Seamanship Quotation

“In political activity, then, men sail a boundless and bottomless sea; there is neither harbour for shelter nor floor for anchorage, neither starting-place nor appointed destination.”
— from Michael Oakeshott's
Political Education” (1951)

Tuesday, July 19, 2011

The Californication of America’s finances

Last week, rating agencies and global financial analysts laid out the choice: fix your public finances or prepare to surrender America’s unique source of growth and competitiveness: its ready access to exceptionally cheap credit and its reputation as the safest haven in the world for nervous capital. What sounded too ambitious a few months ago now appears to be eating your peas.

“S&P says that there needs to be $4,000bn of consolidation over the medium term to stabilise the US fiscal position. That is the extent of the largest deal proposed by President Barack Obama, one that includes revenue increases and cuts to Social Security, but which no longer seems to have much chance of getting through Congress.”


This week, the House of Representatives’ Republican majority will parade their weaponry for next year’s election: the Cap, Cut, and Balance plan. It would reinforce Paul Ryan’s Medicaid and Healthcare cuts and bolster the Republican Party’s pledge to oppose any new taxes by literally making budget deficits unconstitutional. Their proposals will not only provide cover for their sell-out next week when they agree to raise the debt ceiling they will also give both presidential and congressional candidates powerful issues to mobilize their supporters in 2012. For the sake of a parade, however, Washington gridlock will persist and America’s recovery and reputation will falter.

Over one media cycle, the Republicans will both trivialize and radicalize American politics.

By ruling out any significant immediate compromise to narrow the deficit for the medium-term or any measure to stimulate jobs now, the Republicans will set Obama up as an ineffectual president. (On the mischievous extreme, Newt Gingrich would only give the President debt-ceiling increments on a month-by-month basis up to the election.)

However, even if the Republicans nominate a “man of action” uncontaminated by the emasculating politics of Washington, they’ll find themselves running on a platform that can be caricatured as unworkable and dangerous.
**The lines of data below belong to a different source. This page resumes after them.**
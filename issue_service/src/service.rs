//! Issue Service
//!
//! Orchestration layer between the HTTP handlers and the stores. Owns the
//! validation order of every operation; the handlers only shape responses.

use tracing::info;

use crate::database::Database;
use crate::domain::{Issue, IssueId};
use crate::dto::{CreateIssueRequest, DeleteIssueRequest, UpdateIssueRequest};
use crate::error::{IssueError, Result};
use crate::issues::{IssueFilter, IssueStore};
use crate::projects::ProjectStore;

#[derive(Clone)]
pub struct IssueService {
    projects: ProjectStore,
    issues: IssueStore,
}

/// A present, non-empty `_id`, or `MissingId`.
fn require_id(raw: Option<&str>) -> Result<&str> {
    raw.filter(|id| !id.is_empty()).ok_or(IssueError::MissingId)
}

fn parse_id(raw: &str) -> Result<IssueId> {
    IssueId::parse(raw).ok_or_else(|| IssueError::InvalidId(raw.to_string()))
}

impl IssueService {
    pub fn new(db: Database) -> Self {
        Self {
            projects: ProjectStore::new(db.clone()),
            issues: IssueStore::new(db),
        }
    }

    /// File a new issue, creating the project on first use.
    pub async fn create(&self, project: &str, request: CreateIssueRequest) -> Result<Issue> {
        let new_issue = request.into_new_issue().ok_or(IssueError::MissingRequiredFields)?;

        let project = self.projects.resolve(project).await?;
        let issue = self.issues.create(project.id, new_issue).await?;

        info!(project = project.name.as_str(), issue_id = %issue.id, "Issue created");
        Ok(issue)
    }

    /// Issues of `project` matching `filter`. An unknown project has no issues.
    pub async fn list(&self, project: &str, filter: &IssueFilter) -> Result<Vec<Issue>> {
        match self.projects.find_by_name(project).await? {
            Some(project) => Ok(self.issues.list(project.id, filter).await?),
            None => Ok(Vec::new()),
        }
    }

    pub async fn update(&self, project: &str, request: &UpdateIssueRequest) -> Result<IssueId> {
        let id = parse_id(require_id(request.id.as_deref())?)?;

        let changes = request.changes()?;
        if changes.is_empty() {
            return Err(IssueError::NoUpdateFields);
        }

        let project = self
            .projects
            .find_by_name(project)
            .await?
            .ok_or_else(|| IssueError::ProjectNotFound(project.to_string()))?;

        if !self.issues.update(project.id, id, &changes).await? {
            return Err(IssueError::IssueNotFound(id));
        }

        info!(project = project.name.as_str(), issue_id = %id, "Issue updated");
        Ok(id)
    }

    pub async fn delete(&self, project: &str, request: &DeleteIssueRequest) -> Result<IssueId> {
        let id = parse_id(require_id(request.id.as_deref())?)?;

        let project = self
            .projects
            .find_by_name(project)
            .await?
            .ok_or_else(|| IssueError::ProjectNotFound(project.to_string()))?;

        if !self.issues.delete(project.id, id).await? {
            return Err(IssueError::IssueNotFound(id));
        }

        info!(project = project.name.as_str(), issue_id = %id, "Issue deleted");
        Ok(id)
    }
}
Something like having a VP candidate during the Cold War say “We should nuke Hanoi.”

Without California’s exceptional human and natural advantages, the Republican balanced budget constitutional amendment would bring the most important Western government down to the level of a near-bankrupt subnational jurisdiction. Standards & Poor’s hasn’t granted California a triple-A credit rating since 1986.
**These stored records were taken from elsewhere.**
//! Issue API Handlers
//!
//! - `GET /issues/{project}` - List issues, filtered by query parameters
//! - `POST /issues/{project}` - Create an issue
//! - `PUT /issues/{project}` - Update fields of an issue
//! - `DELETE /issues/{project}` - Delete an issue
//!
//! Every handler answers `200 OK`; failures are reported in the JSON body.

use std::convert::Infallible;

use axum::{
    extract::{rejection::QueryRejection, FromRequest, Path, Query, Request, State},
    http::header::CONTENT_TYPE,
    routing::get,
    Form, Json, Router,
};
use serde_json::Value;
use tracing::{debug, error, warn};

use crate::database::Database;
use crate::domain::Issue;
use crate::dto::{
    CreateIssueRequest, CreateIssueResponse, DeleteIssueRequest, IssueQuery, MutationResponse,
    RequestBody, UpdateIssueRequest, COULD_NOT_CREATE, COULD_NOT_DELETE, COULD_NOT_UPDATE, DELETED, MISSING_ID,
    NO_UPDATE_FIELDS, REQUIRED_FIELDS_MISSING, UPDATED,
};
use crate::error::IssueError;
use crate::service::IssueService;

#[derive(Clone)]
pub struct AppState {
    pub service: IssueService,
}

impl AppState {
    pub fn new(db: Database) -> Self {
        Self {
            service: IssueService::new(db),
        }
    }
}

/// Request body read as JSON or as an urlencoded form, depending on
/// `Content-Type`. A body that cannot be read, or JSON that is not an object,
/// becomes an empty body.
impl<S> FromRequest<S> for RequestBody
where
    S: Send + Sync,
{
    type Rejection = Infallible;

    async fn from_request(req: Request, state: &S) -> Result<Self, Self::Rejection> {
        let is_form = req
            .headers()
            .get(CONTENT_TYPE)
            .and_then(|value| value.to_str().ok())
            .is_some_and(|value| value.starts_with("application/x-www-form-urlencoded"));

        let parsed = if is_form {
            Form::<Vec<(String, String)>>::from_request(req, state)
                .await
                .map(|Form(pairs)| RequestBody::from_pairs(pairs))
                .map_err(|rejection| rejection.body_text())
        } else {
            match Json::<Value>::from_request(req, state).await {
                Ok(Json(Value::Object(fields))) => Ok(RequestBody::new(fields)),
                Ok(Json(other)) => Err(format!("expected a JSON object, got {}", other)),
                Err(rejection) => Err(rejection.body_text()),
            }
        };

        Ok(parsed.unwrap_or_else(|reason| {
            debug!(reason = reason.as_str(), "Unreadable request body, treating it as empty");
            RequestBody::default()
        }))
    }
}

/// Log an operation failure at a level matching its kind.
fn log_failure(operation: &str, project: &str, err: &IssueError) {
    if err.is_validation() || err.is_not_found() {
        debug!(operation, project, error = %err, "Issue request rejected");
    } else {
        error!(operation, project, error = %err, "Issue request failed");
    }
}

async fn list_issues(
    State(state): State<AppState>,
    Path(project): Path<String>,
    query: Result<Query<IssueQuery>, QueryRejection>,
) -> Json<Vec<Issue>> {
    let query = match query {
        Ok(Query(query)) => query,
        Err(rejection) => {
            warn!(project = project.as_str(), error = %rejection, "Malformed issue query");
            return Json(Vec::new());
        }
    };

    let Some(filter) = query.to_filter() else {
        debug!(project = project.as_str(), ?query, "Issue query can match nothing");
        return Json(Vec::new());
    };

    match state.service.list(&project, &filter).await {
        Ok(issues) => Json(issues),
        Err(err) => {
            log_failure("list", &project, &err);
            Json(Vec::new())
        }
    }
}

async fn create_issue(
    State(state): State<AppState>,
    Path(project): Path<String>,
    body: RequestBody,
) -> Json<CreateIssueResponse> {
    let created = match CreateIssueRequest::from_body(&body) {
        Ok(request) => state.service.create(&project, request).await,
        Err(err) => Err(err),
    };

    match created {
        Ok(issue) => Json(CreateIssueResponse::Created(issue)),
        Err(err) => {
            log_failure("create", &project, &err);
            let error = match err {
                IssueError::MissingRequiredFields => REQUIRED_FIELDS_MISSING,
                _ => COULD_NOT_CREATE,
            };
            Json(CreateIssueResponse::Rejected { error })
        }
    }
}

async fn update_issue(
    State(state): State<AppState>,
    Path(project): Path<String>,
    body: RequestBody,
) -> Json<MutationResponse> {
    let request = UpdateIssueRequest::from_body(&body);
    let id = request.id.clone().unwrap_or_default();

    let response = match state.service.update(&project, &request).await {
        Ok(_) => MutationResponse::Done { result: UPDATED, id },
        Err(err) => {
            log_failure("update", &project, &err);
            match err {
                IssueError::MissingId => MutationResponse::Rejected { error: MISSING_ID },
                IssueError::NoUpdateFields => MutationResponse::Failed {
                    error: NO_UPDATE_FIELDS,
                    id,
                },
                _ => MutationResponse::Failed {
                    error: COULD_NOT_UPDATE,
                    id,
                },
            }
        }
    };

    Json(response)
}

async fn delete_issue(
    State(state): State<AppState>,
    Path(project): Path<String>,
    body: RequestBody,
) -> Json<MutationResponse> {
    let request = DeleteIssueRequest::from_body(&body);
    let id = request.id.clone().unwrap_or_default();

    let response = match state.service.delete(&project, &request).await {
        Ok(_) => MutationResponse::Done { result: DELETED, id },
        Err(err) => {
            log_failure("delete", &project, &err);
            match err {
                IssueError::MissingId => MutationResponse::Rejected { error: MISSING_ID },
                _ => MutationResponse::Failed {
                    error: COULD_NOT_DELETE,
                    id,
                },
            }
        }
    };

    Json(response)
}

/// Build the API routes
pub fn routes() -> Router<AppState> {
    Router::new().route(
        "/issues/{project}",
        get(list_issues)
            .post(create_issue)
            .put(update_issue)
            .delete(delete_issue),
    )
}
California’s dynamic economy, many argue, was a decisive factor in winning the Cold War and in out-innovating Western Europe and Asia over the last three decades. Nevertheless, it hasn’t been strong enough to carry California’s financially incredible state governance. By passing a series of small “popular” constitutional amendments to make politicians behave, California is left with a representative democracy that cannot make tough decisions without teetering on bankruptcy.
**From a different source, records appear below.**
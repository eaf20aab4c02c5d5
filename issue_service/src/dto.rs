//! Wire types for `/api/issues/{project}`.
//!
//! Request bodies keep every field optional so that missing input surfaces as
//! a structured error body instead of an extractor rejection. `_id` is read
//! from the raw body first, so a malformed field never hides a sent `_id`.

use serde::{de::DeserializeOwned, Deserialize, Deserializer, Serialize};
use serde_json::{Map, Value};

use crate::domain::{parse_timestamp, Issue, IssueId};
use crate::error::IssueError;
use crate::issues::{IssueChanges, IssueFilter, NewIssue};

pub const REQUIRED_FIELDS_MISSING: &str = "required field(s) missing";
pub const MISSING_ID: &str = "missing _id";
pub const NO_UPDATE_FIELDS: &str = "no update field(s) sent";
pub const COULD_NOT_CREATE: &str = "could not create";
pub const COULD_NOT_UPDATE: &str = "could not update";
pub const COULD_NOT_DELETE: &str = "could not delete";
pub const UPDATED: &str = "successfully updated";
pub const DELETED: &str = "successfully deleted";

/// `open` arrives as a JSON boolean or, from HTML forms, as text.
#[derive(Deserialize)]
#[serde(untagged)]
enum Flag {
    Bool(bool),
    Text(String),
}

fn deserialize_flag<'de, D>(deserializer: D) -> Result<Option<bool>, D::Error>
where
    D: Deserializer<'de>,
{
    match Option::<Flag>::deserialize(deserializer)? {
        None => Ok(None),
        Some(Flag::Bool(value)) => Ok(Some(value)),
        Some(Flag::Text(text)) => match text.as_str() {
            "" => Ok(None),
            "true" => Ok(Some(true)),
            "false" => Ok(Some(false)),
            other => Err(serde::de::Error::custom(format!("invalid value for open: '{}'", other))),
        },
    }
}

/// Empty strings count as "not sent".
fn sent(value: Option<String>) -> Option<String> {
    value.filter(|v| !v.is_empty())
}

#[derive(Debug, Clone, Default, Deserialize)]
pub struct CreateIssueRequest {
    pub issue_title: Option<String>,
    pub issue_text: Option<String>,
    pub created_by: Option<String>,
    pub assigned_to: Option<String>,
    pub status_text: Option<String>,
}

impl CreateIssueRequest {
    pub fn from_body(body: &RequestBody) -> Result<Self, IssueError> {
        body.parse().map_err(|e| IssueError::InvalidField(e.to_string()))
    }

    /// `None` when any required field is absent or empty.
    pub fn into_new_issue(self) -> Option<NewIssue> {
        Some(NewIssue {
            issue_title: sent(self.issue_title)?,
            issue_text: sent(self.issue_text)?,
            created_by: sent(self.created_by)?,
            assigned_to: self.assigned_to.unwrap_or_default(),
            status_text: self.status_text.unwrap_or_default(),
        })
    }
}

/// A request body as sent, before any field is type checked.
#[derive(Debug, Clone, Default, PartialEq)]
pub struct RequestBody(Map<String, Value>);

impl RequestBody {
    pub fn new(fields: Map<String, Value>) -> Self {
        Self(fields)
    }

    /// Urlencoded form pairs; a repeated key keeps its last value.
    pub fn from_pairs(pairs: impl IntoIterator<Item = (String, String)>) -> Self {
        Self(pairs.into_iter().map(|(key, value)| (key, Value::String(value))).collect())
    }

    /// `_id` exactly as sent. Non-string values are kept as their JSON text
    /// so they fail identifier validation instead of looking absent.
    pub fn id(&self) -> Option<String> {
        match self.0.get("_id")? {
            Value::Null => None,
            Value::String(id) => Some(id.clone()),
            other => Some(other.to_string()),
        }
    }

    pub fn parse<T: DeserializeOwned>(&self) -> Result<T, serde_json::Error> {
        serde_json::from_value(Value::Object(self.0.clone()))
    }
}

/// Updatable fields of a PUT body.
#[derive(Debug, Clone, Default, Deserialize)]
pub struct UpdateFields {
    pub issue_title: Option<String>,
    pub issue_text: Option<String>,
    pub created_by: Option<String>,
    pub assigned_to: Option<String>,
    pub status_text: Option<String>,
    #[serde(default, deserialize_with = "deserialize_flag")]
    pub open: Option<bool>,
}

#[derive(Debug, Clone)]
pub struct UpdateIssueRequest {
    pub id: Option<String>,
    /// The remaining fields, or why they could not be read.
    pub fields: Result<UpdateFields, String>,
}

impl Default for UpdateIssueRequest {
    fn default() -> Self {
        Self {
            id: None,
            fields: Ok(UpdateFields::default()),
        }
    }
}

impl UpdateIssueRequest {
    pub fn from_body(body: &RequestBody) -> Self {
        Self {
            id: body.id(),
            fields: body.parse::<UpdateFields>().map_err(|e| e.to_string()),
        }
    }

    pub fn changes(&self) -> Result<IssueChanges, IssueError> {
        let fields = self
            .fields
            .as_ref()
            .map_err(|reason| IssueError::InvalidField(reason.clone()))?;

        Ok(IssueChanges {
            issue_title: sent(fields.issue_title.clone()),
            issue_text: sent(fields.issue_text.clone()),
            created_by: sent(fields.created_by.clone()),
            assigned_to: sent(fields.assigned_to.clone()),
            status_text: sent(fields.status_text.clone()),
            open: fields.open,
        })
    }
}

#[derive(Debug, Clone, Default)]
pub struct DeleteIssueRequest {
    pub id: Option<String>,
}

impl DeleteIssueRequest {
    pub fn from_body(body: &RequestBody) -> Self {
        Self { id: body.id() }
    }
}

/// Query string of `GET /api/issues/{project}`. Unknown keys are ignored.
#[derive(Debug, Clone, Default, Deserialize)]
pub struct IssueQuery {
    #[serde(rename = "_id")]
    pub id: Option<String>,
    pub issue_title: Option<String>,
    pub issue_text: Option<String>,
    pub created_by: Option<String>,
    pub assigned_to: Option<String>,
    pub status_text: Option<String>,
    pub open: Option<String>,
    pub created_on: Option<String>,
    pub updated_on: Option<String>,
}

impl IssueQuery {
    /// Coerce the raw parameters. `None` when a value can never match a
    /// stored issue (an `_id` that is not a UUID, an unparseable timestamp).
    pub fn to_filter(&self) -> Option<IssueFilter> {
        let id = match &self.id {
            Some(raw) => Some(IssueId::parse(raw)?),
            None => None,
        };
        let created_on = match &self.created_on {
            Some(raw) => Some(parse_timestamp(raw)?),
            None => None,
        };
        let updated_on = match &self.updated_on {
            Some(raw) => Some(parse_timestamp(raw)?),
            None => None,
        };

        Some(IssueFilter {
            id,
            issue_title: self.issue_title.clone(),
            issue_text: self.issue_text.clone(),
            created_by: self.created_by.clone(),
            assigned_to: self.assigned_to.clone(),
            status_text: self.status_text.clone(),
            open: self.open.as_deref().map(|open| open == "true"),
            created_on,
            updated_on,
        })
    }
}

#[derive(Debug, Serialize, PartialEq, Eq)]
#[serde(untagged)]
pub enum CreateIssueResponse {
    Created(Issue),
    Rejected { error: &'static str },
}

/// Body of PUT and DELETE responses.
#[derive(Debug, Serialize, PartialEq, Eq)]
#[serde(untagged)]
pub enum MutationResponse {
    Done {
        result: &'static str,
        #[serde(rename = "_id")]
        id: String,
    },
    Failed {
        error: &'static str,
        #[serde(rename = "_id")]
        id: String,
    },
    Rejected {
        error: &'static str,
    },
}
That is the agenda of Washington Republicans. They would effectively require super-majorities to raise taxes, to run counter-cyclical deficits, and to finance major new initiatives domestically and abroad. Their constitutional medicine would either add hundreds of $billions to the cost of financing the American government or handicap its ability to act decisively internationally and to provide any measure of leadership over the future health of America domestically.

It would even make it difficult to laugh about how hard it is to get the European Union to make decisions.